**Collected data**:
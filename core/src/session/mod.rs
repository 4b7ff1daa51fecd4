// Session module — per-peer negotiation state and the local key store

pub mod negotiator;

pub use negotiator::Negotiator;

use crate::crypto::{CryptoError, SessionKey};
use crate::transport::{DirectLink, TransportError};
use parking_lot::RwLock;
use serde_json::Value;
use std::collections::HashMap;
use std::fmt;
use std::sync::Arc;
use thiserror::Error;

/// Lifecycle of one peer session
#[derive(Debug, Clone, Copy, PartialEq, Eq, Hash)]
pub enum SessionState {
    /// Known peer, nothing sent yet (candidates may be buffered)
    Idle,
    /// Offer or answer sent, direct channel not up yet
    Negotiating,
    /// Direct channel open both ways
    Connected,
    /// Torn down
    Closed,
}

impl fmt::Display for SessionState {
    fn fmt(&self, f: &mut fmt::Formatter<'_>) -> fmt::Result {
        match self {
            SessionState::Idle => write!(f, "IDLE"),
            SessionState::Negotiating => write!(f, "NEGOTIATING"),
            SessionState::Connected => write!(f, "CONNECTED"),
            SessionState::Closed => write!(f, "CLOSED"),
        }
    }
}

#[derive(Debug, Clone, Copy, PartialEq, Eq)]
pub enum Role {
    Initiator,
    Responder,
}

impl fmt::Display for Role {
    fn fmt(&self, f: &mut fmt::Formatter<'_>) -> fmt::Result {
        match self {
            Role::Initiator => write!(f, "initiator"),
            Role::Responder => write!(f, "responder"),
        }
    }
}

/// Session errors
#[derive(Debug, Error)]
pub enum SessionError {
    #[error("No session for peer {0}")]
    NoSession(String),
    #[error("Unexpected {frame} from {peer} while {state}")]
    UnexpectedFrame {
        peer: String,
        frame: &'static str,
        state: SessionState,
    },
    #[error("Relay link is gone")]
    RelayClosed,
    #[error(transparent)]
    Transport(#[from] TransportError),
    #[error(transparent)]
    Crypto(#[from] CryptoError),
}

/// One negotiation with one peer
pub struct Session {
    pub(crate) peer: String,
    pub(crate) role: Role,
    pub(crate) state: SessionState,
    pub(crate) pending_candidates: Vec<Value>,
    pub(crate) link: Option<Box<dyn DirectLink>>,
}

impl Session {
    pub(crate) fn new(peer: &str, role: Role, state: SessionState) -> Self {
        Self {
            peer: peer.to_string(),
            role,
            state,
            pending_candidates: Vec::new(),
            link: None,
        }
    }

    pub fn peer(&self) -> &str {
        &self.peer
    }

    pub fn role(&self) -> Role {
        self.role
    }

    pub fn state(&self) -> SessionState {
        self.state
    }

    pub fn pending_candidates(&self) -> usize {
        self.pending_candidates.len()
    }

    /// Release the link and any buffered candidates. Safe to call twice.
    pub(crate) fn release(&mut self) {
        if let Some(link) = self.link.take() {
            link.close();
        }
        self.pending_candidates.clear();
        self.state = SessionState::Closed;
    }
}

impl fmt::Debug for Session {
    fn fmt(&self, f: &mut fmt::Formatter<'_>) -> fmt::Result {
        f.debug_struct("Session")
            .field("peer", &self.peer)
            .field("role", &self.role)
            .field("state", &self.state)
            .field("pending_candidates", &self.pending_candidates.len())
            .field("link", &self.link.as_ref().map(|l| l.id()))
            .finish()
    }
}

/// Snapshot of a session for display
#[derive(Debug, Clone, PartialEq, Eq)]
pub struct SessionSummary {
    pub peer: String,
    pub role: Role,
    pub state: SessionState,
}

/// Session keys by peer address.
///
/// The only state shared between the sessions of one party.
#[derive(Debug, Clone, Default)]
pub struct KeyStore {
    keys: Arc<RwLock<HashMap<String, SessionKey>>>,
}

impl KeyStore {
    pub fn new() -> Self {
        Self::default()
    }

    pub fn get(&self, peer: &str) -> Option<SessionKey> {
        self.keys.read().get(peer).cloned()
    }

    pub fn insert(&self, peer: &str, key: SessionKey) {
        self.keys.write().insert(peer.to_string(), key);
    }

    /// Key for `peer`, generating one if none exists yet
    pub fn get_or_generate(&self, peer: &str) -> SessionKey {
        self.keys
            .write()
            .entry(peer.to_string())
            .or_insert_with(SessionKey::generate)
            .clone()
    }

    pub fn remove(&self, peer: &str) -> Option<SessionKey> {
        self.keys.write().remove(peer)
    }

    pub fn contains(&self, peer: &str) -> bool {
        self.keys.read().contains_key(peer)
    }
}

#[cfg(test)]
mod tests {
    use super::*;

    #[test]
    fn test_state_display() {
        assert_eq!(SessionState::Negotiating.to_string(), "NEGOTIATING");
        assert_eq!(SessionState::Connected.to_string(), "CONNECTED");
    }

    #[test]
    fn test_key_store_generates_once() {
        let store = KeyStore::new();
        assert!(!store.contains("BOB"));

        let first = store.get_or_generate("BOB");
        let second = store.get_or_generate("BOB");
        assert_eq!(first, second);
        assert_eq!(store.get("BOB"), Some(first));
    }

    #[test]
    fn test_key_store_clones_share_keys() {
        let store = KeyStore::new();
        let view = store.clone();

        store.insert("BOB", SessionKey::generate());
        assert!(view.contains("BOB"));

        view.remove("BOB");
        assert!(store.get("BOB").is_none());
    }

    #[test]
    fn test_release_clears_candidates() {
        let mut session = Session::new("BOB", Role::Responder, SessionState::Idle);
        session.pending_candidates.push(serde_json::json!({"addr": "10.0.0.1:1"}));

        session.release();
        session.release();

        assert_eq!(session.state(), SessionState::Closed);
        assert_eq!(session.pending_candidates(), 0);
    }
}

**HOW TO COMPLETE THIS TASK**: Scan the entries above for the line containing "pub fn peer(&self)", and copy it and all lines after it exactly, down to and including the line containing "session for display".

**TASK OUTPUT**:
    pub fn peer(&self) -> &str {
        &self.peer
    }

    pub fn role(&self) -> Role {
        self.role
    }

    pub fn state(&self) -> SessionState {
        self.state
    }

    pub fn pending_candidates(&self) -> usize {
        self.pending_candidates.len()
    }

    /// Release the link and any buffered candidates. Safe to call twice.
    pub(crate) fn release(&mut self) {
        if let Some(link) = self.link.take() {
            link.close();
        }
        self.pending_candidates.clear();
        self.state = SessionState::Closed;
    }
}

impl fmt::Debug for Session {
    fn fmt(&self, f: &mut fmt::Formatter<'_>) -> fmt::Result {
        f.debug_struct("Session")
            .field("peer", &self.peer)
            .field("role", &self.role)
            .field("state", &self.state)
            .field("pending_candidates", &self.pending_candidates.len())
            .field("link", &self.link.as_ref().map(|l| l.id()))
            .finish()
    }
}

/// Snapshot of a session for display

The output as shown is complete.